Calcraff était un homme entre deux âges, d'une force herculéenne et d'un caractère sombre.

Beaucoup de ceux qui exercent cette terrible profession sont en proie à une éternelle tristesse.

Plusieurs encore, sinon presque tous, sont chirurgiens et s'occupent d'anatomie avec une sorte de passion.

Isolés de la société qui les repousse avec une muette horreur, les bourreaux vivent à l'écart, parlent peu, et se livrent ordinairement à des études sérieuses.

La plupart sont sobres.

Calcraff rentrait de bonne heure, chaque soir, faisait un repas frugal et se couchait.

La veille des exécutions il ne soupait pas.

Ainsi John avait dit vrai. Ce soir-là, Calcraff s'était contenté d'une tasse de thé et s'était mis au lit avant huit heures.

Le gros oeuvre, comme on dit, concernait Jefferies.

Calcraff n'avait à se mêler que d'une chose, passer la corde au cou du condamné, lui rabattre le bonnet noir sur les yeux et le lancer dans l'éternité.

Quand il arrivait à Newgate, tout était prêt.

Calcraff dormit donc jusqu'à trois heures et demie du matin et ne se leva que lorsque la sonnerie d'un _réveil_ placé sur la cheminée de sa chambre, se fit entendre.

Avant de s'habiller, il trempa ses bras jusqu'au coude dans un baquet d'eau froide et plaça sa tête sous un appareil hydrothérapique qui se trouvait dans le laboratoire et qui laissa pleuvoir dessus une gerbe glacée.

Cet homme qui depuis trente années exerçait son terrible ministère n'avait jamais exécuté un patient sans être pris, deux ou trois heures auparavant, d'un tremblement nerveux dont il ne devenait maître qu'en s'administrant des douches d'eau glacée.

Sa toilette terminée, il s'enveloppa dans son manteau, et descendit sans bruit l'escalier de sa maison, après avoir soigneusement fermé la porte.

Well close square était désert, à cette heure matinale.

Cependant il y avait un cab dans un angle de la place qui paraissait attendre le bourreau.

Ce cab avait été retenu par lui, la veille, à la station de voitures la plus proche.

Calcraff y monta sans prononcer un mot, et le cabman ne lui fit aucune question.

Il savait où il allait.

Jusques à Saint-Paul, le cab put se frayer un passage au milieu de la foule énorme qui de toute part se rendait à Newgate, mais devant Saint-Paul, le cabman s'arrêta.

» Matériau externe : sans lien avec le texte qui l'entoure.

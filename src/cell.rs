//! Values stored in tape cells, head movements, and the match targets used while a machine
//! is being specified.
//!
//! Every type here implements `Display` in the developer notation used by transition
//! listings: `{e}` for the empty cell, `{*}` for the wildcard, `{^^}`, `{<}`, `{>}` and `{$$}`
//! for the multi-tape protocol markers, a `-{HEAD}` suffix for simulated heads, and
//! `Q:{name}` for state names carried on the tape.

use serde::Serialize;
use std::fmt;

/// Combining overline used to mark simulated heads in tape glyphs.
const OVERBAR: char = '\u{0305}';

/// The value held by a cell, without its simulated-head tag.
#[derive(Debug, Clone, PartialEq, Eq, Hash, PartialOrd, Ord, Serialize)]
pub enum Symbol {
    /// A user symbol, typically one character.
    Literal(String),
    Empty,
    /// Marks the start of the simulated tapes.
    TapeStart,
    /// Left boundary of one simulated tape segment.
    BoundLeft,
    /// Right boundary of one simulated tape segment.
    BoundRight,
    /// Marks the end of the last simulated tape segment.
    AfterLast,
    /// A state name stored on the tape to resume a simulated step.
    State(String),
    /// The combination of cells read from several real tapes.
    Tuple(Vec<Cell>),
}

/// One tape cell: a symbol plus the simulated-head tag.
///
/// Two cells are the same transition key iff both the symbol and the tag agree.
#[derive(Debug, Clone, PartialEq, Eq, Hash, PartialOrd, Ord, Serialize)]
pub struct Cell {
    pub symbol: Symbol,
    pub head: bool,
}

impl Cell {
    pub const EMPTY: Cell = Cell::marker(Symbol::Empty);
    pub const START: Cell = Cell::marker(Symbol::TapeStart);
    pub const BOUND_L: Cell = Cell::marker(Symbol::BoundLeft);
    pub const BOUND_R: Cell = Cell::marker(Symbol::BoundRight);
    pub const AFTER_LAST: Cell = Cell::marker(Symbol::AfterLast);

    const fn marker(symbol: Symbol) -> Self {
        Cell {
            symbol,
            head: false,
        }
    }

    pub fn literal(value: impl Into<String>) -> Self {
        Cell::marker(Symbol::Literal(value.into()))
    }

    /// A state name pseudo-symbol, never tagged as a head.
    pub fn state(name: impl Into<String>) -> Self {
        Cell::marker(Symbol::State(name.into()))
    }

    pub fn tuple(cells: Vec<Cell>) -> Self {
        Cell::marker(Symbol::Tuple(cells))
    }

    /// Returns the head-tagged variant of this cell.
    pub fn as_head(&self) -> Self {
        Cell {
            symbol: self.symbol.clone(),
            head: true,
        }
    }

    /// Returns this cell without the head tag.
    pub fn untagged(&self) -> Self {
        Cell {
            symbol: self.symbol.clone(),
            head: false,
        }
    }

    pub fn is_empty(&self) -> bool {
        self.symbol == Symbol::Empty
    }

    /// The cells of a tuple, or this cell alone.
    pub fn components(&self) -> Vec<Cell> {
        match &self.symbol {
            Symbol::Tuple(cells) => cells.clone(),
            _ => vec![self.clone()],
        }
    }

    /// Rewrites the guard token inside state-name symbols.
    pub(crate) fn rename_guard(&mut self, old: &str, new: &str) {
        match &mut self.symbol {
            Symbol::State(name) if name.contains(old) => *name = name.replace(old, new),
            Symbol::Tuple(cells) => cells
                .iter_mut()
                .for_each(|cell| cell.rename_guard(old, new)),
            _ => {}
        }
    }

    /// The glyph drawn for this cell on a rendered tape.
    ///
    /// Simulated heads get an overline; the empty cell is drawn as nothing.
    pub fn glyph(&self) -> String {
        let bar = if self.head {
            OVERBAR.to_string()
        } else {
            String::new()
        };
        match &self.symbol {
            Symbol::Literal(value) => format!("{value}{bar}"),
            Symbol::Empty => bar,
            Symbol::TapeStart => format!("{{^{bar}^{bar}}}"),
            Symbol::BoundLeft => format!("{{<{bar}}}"),
            Symbol::BoundRight => format!("{{>{bar}}}"),
            Symbol::AfterLast => format!("{{${bar}${bar}}}"),
            Symbol::State(name) => format!("Q:{{{name}}}"),
            Symbol::Tuple(cells) => {
                let inner = cells.iter().map(Cell::glyph).collect::<Vec<_>>();
                format!("<{}>", inner.join(","))
            }
        }
    }
}

impl fmt::Display for Cell {
    fn fmt(&self, f: &mut fmt::Formatter<'_>) -> fmt::Result {
        let head = if self.head { "-{HEAD}" } else { "" };
        match &self.symbol {
            // User symbols that look like reserved notation get a prefix
            Symbol::Literal(value)
                if value.chars().count() >= 3 && value.starts_with('{') && value.ends_with('}') =>
            {
                write!(f, "S:{value}{head}")
            }
            Symbol::Literal(value) => write!(f, "{value}{head}"),
            Symbol::Empty => write!(f, "{{e}}{head}"),
            Symbol::TapeStart => write!(f, "{{^^}}{head}"),
            Symbol::BoundLeft => write!(f, "{{<}}{head}"),
            Symbol::BoundRight => write!(f, "{{>}}{head}"),
            Symbol::AfterLast => write!(f, "{{$$}}{head}"),
            Symbol::State(name) => write!(f, "Q:{{{name}}}"),
            Symbol::Tuple(cells) => {
                let inner = cells.iter().map(Cell::to_string).collect::<Vec<_>>();
                write!(f, "<{}>", inner.join(","))
            }
        }
    }
}

impl From<&str> for Cell {
    fn from(value: &str) -> Self {
        Cell::literal(value)
    }
}

impl From<String> for Cell {
    fn from(value: String) -> Self {
        Cell::literal(value)
    }
}

impl From<char> for Cell {
    fn from(value: char) -> Self {
        Cell::literal(value.to_string())
    }
}

impl From<Symbol> for Cell {
    fn from(symbol: Symbol) -> Self {
        Cell::marker(symbol)
    }
}

/// A signed number of cells to move the head; negative is left.
#[derive(Debug, Clone, Copy, PartialEq, Eq, Hash, PartialOrd, Ord, Serialize)]
pub struct Movement(isize);

impl Movement {
    pub const L: Movement = Movement(-1);
    pub const R: Movement = Movement(1);
    pub const N: Movement = Movement(0);

    pub fn new(offset: isize) -> Self {
        Movement(offset)
    }

    pub fn left(cells: usize) -> Self {
        Movement(-(cells as isize))
    }

    pub fn right(cells: usize) -> Self {
        Movement(cells as isize)
    }

    pub fn offset(self) -> isize {
        self.0
    }

    pub fn is_multi_cell(self) -> bool {
        self.0.unsigned_abs() > 1
    }

    /// Splits into a single-cell step and the remainder.
    ///
    /// The remainder is zero iff the magnitude is at most one; a zero movement splits into
    /// two zero movements.
    pub fn split(self) -> (Movement, Movement) {
        match self.0 {
            0 => (Movement::N, Movement::N),
            offset if offset < 0 => (Movement::L, Movement(offset + 1)),
            offset => (Movement::R, Movement(offset - 1)),
        }
    }
}

impl fmt::Display for Movement {
    fn fmt(&self, f: &mut fmt::Formatter<'_>) -> fmt::Result {
        match self.0 {
            0 => f.write_str("N"),
            offset if offset < 0 => write!(f, "{}L", -offset),
            offset => write!(f, "{offset}R"),
        }
    }
}

/// What a single-tape transition matches.
#[derive(Debug, Clone, PartialEq, Eq, Hash)]
pub enum Target {
    Cell(Cell),
    /// Several symbols sharing one outcome.
    OneOf(Vec<Cell>),
    /// Every symbol not otherwise matched in the state.
    Wildcard,
}

impl Target {
    pub fn one_of<I, C>(cells: I) -> Self
    where
        I: IntoIterator<Item = C>,
        C: Into<Cell>,
    {
        Target::OneOf(cells.into_iter().map(Into::into).collect())
    }

    /// Every symbol of a string, one cell per character.
    pub fn chars(symbols: &str) -> Self {
        Target::one_of(symbols.chars())
    }
}

impl fmt::Display for Target {
    fn fmt(&self, f: &mut fmt::Formatter<'_>) -> fmt::Result {
        match self {
            Target::Cell(cell) => write!(f, "{cell}"),
            Target::OneOf(cells) => {
                let inner = cells.iter().map(Cell::to_string).collect::<Vec<_>>();
                write!(f, "[{}]", inner.join(","))
            }
            Target::Wildcard => f.write_str("{*}"),
        }
    }
}

/// Implements `From` for every type a single cell can be built from.
macro_rules! from_cell_like {
    ($target:ty, $variant:path) => {
        impl From<Cell> for $target {
            fn from(cell: Cell) -> Self {
                $variant(cell)
            }
        }

        impl From<Symbol> for $target {
            fn from(symbol: Symbol) -> Self {
                $variant(Cell::from(symbol))
            }
        }

        impl From<&str> for $target {
            fn from(value: &str) -> Self {
                $variant(Cell::from(value))
            }
        }

        impl From<String> for $target {
            fn from(value: String) -> Self {
                $variant(Cell::from(value))
            }
        }

        impl From<char> for $target {
            fn from(value: char) -> Self {
                $variant(Cell::from(value))
            }
        }
    };
}

from_cell_like!(Target, Target::Cell);

/// What a transition writes.
#[derive(Debug, Clone, PartialEq, Eq, Hash)]
pub enum Output {
    Cell(Cell),
    /// Leave the matched content in place.
    NoChange,
}

impl Output {
    /// Resolves `NoChange` against the cell that was matched.
    pub fn resolve(&self, matched: &Cell) -> Cell {
        match self {
            Output::Cell(cell) => cell.clone(),
            Output::NoChange => matched.clone(),
        }
    }
}

from_cell_like!(Output, Output::Cell);

/// What a multi-tape transition matches.
#[derive(Debug, Clone, PartialEq, Eq, Hash)]
pub enum MultiTarget {
    /// Any combination not otherwise matched.
    Wildcard,
    /// One target per tape.
    Tapes(Vec<Target>),
}

impl fmt::Display for MultiTarget {
    fn fmt(&self, f: &mut fmt::Formatter<'_>) -> fmt::Result {
        match self {
            MultiTarget::Wildcard => f.write_str("{*}"),
            MultiTarget::Tapes(targets) => {
                let inner = targets.iter().map(Target::to_string).collect::<Vec<_>>();
                write!(f, "<{}>", inner.join(","))
            }
        }
    }
}

impl From<Vec<Target>> for MultiTarget {
    fn from(targets: Vec<Target>) -> Self {
        MultiTarget::Tapes(targets)
    }
}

Calcraff, habitué à cela sans doute, descendit, donna une demi-couronne au cabman et appela deux policemen, de qui il se fit reconnaître.

Alors les deux policemen agitèrent leur bâton et, se plaçant à côté de lui, crièrent:

--Place! place à Calcraff!

Et si compacte qu'elle fût, la foule s'écartait en entendant ces mots, et Calcraff passait.

Le peuple de Londres a une superstition.

Quiconque touche au bourreau, meurt de sa main quelque jour.

Aussi s'écartait-on avec une sorte de terreur, et Calcraff put-il arriver jusqu'à la porte de Newgate, qui s'ouvrit aussitôt devant lui.

Il était alors cinq heures et demie du matin.

Ce fut le portier-consigne qui le reçut.

--Vous êtes en avance, lui dit-il.

--Un peu, répondit Calcraff.

--Le condamné est catholique, comme vous savez.

--Je le sais, dit Calcraff.

--Et on lui dit la messe dans la chapelle.

Calcraff se fit ouvrir la grille qui sépare l'avant-greffe de l'intérieur de la prison et il se rendit à la cuisine, selon son habitude.

Il était fort pâle et, bien qu'il ne tremblât plus, il était en proie à cette émotion qu'il ne parvenait jamais à dominer qu'au dernier moment.

Le cuisinier, le voyant entrer, lui dit:

--Vous venez boire votre tasse de lait?

--Oui.

Le cuisinier lui présenta une assiette sur laquelle se trouvait un bol de lait froid.

Calcraff le vida d'un trait, le reposa sur l'assiette et sortit de la cuisine sans dire un mot.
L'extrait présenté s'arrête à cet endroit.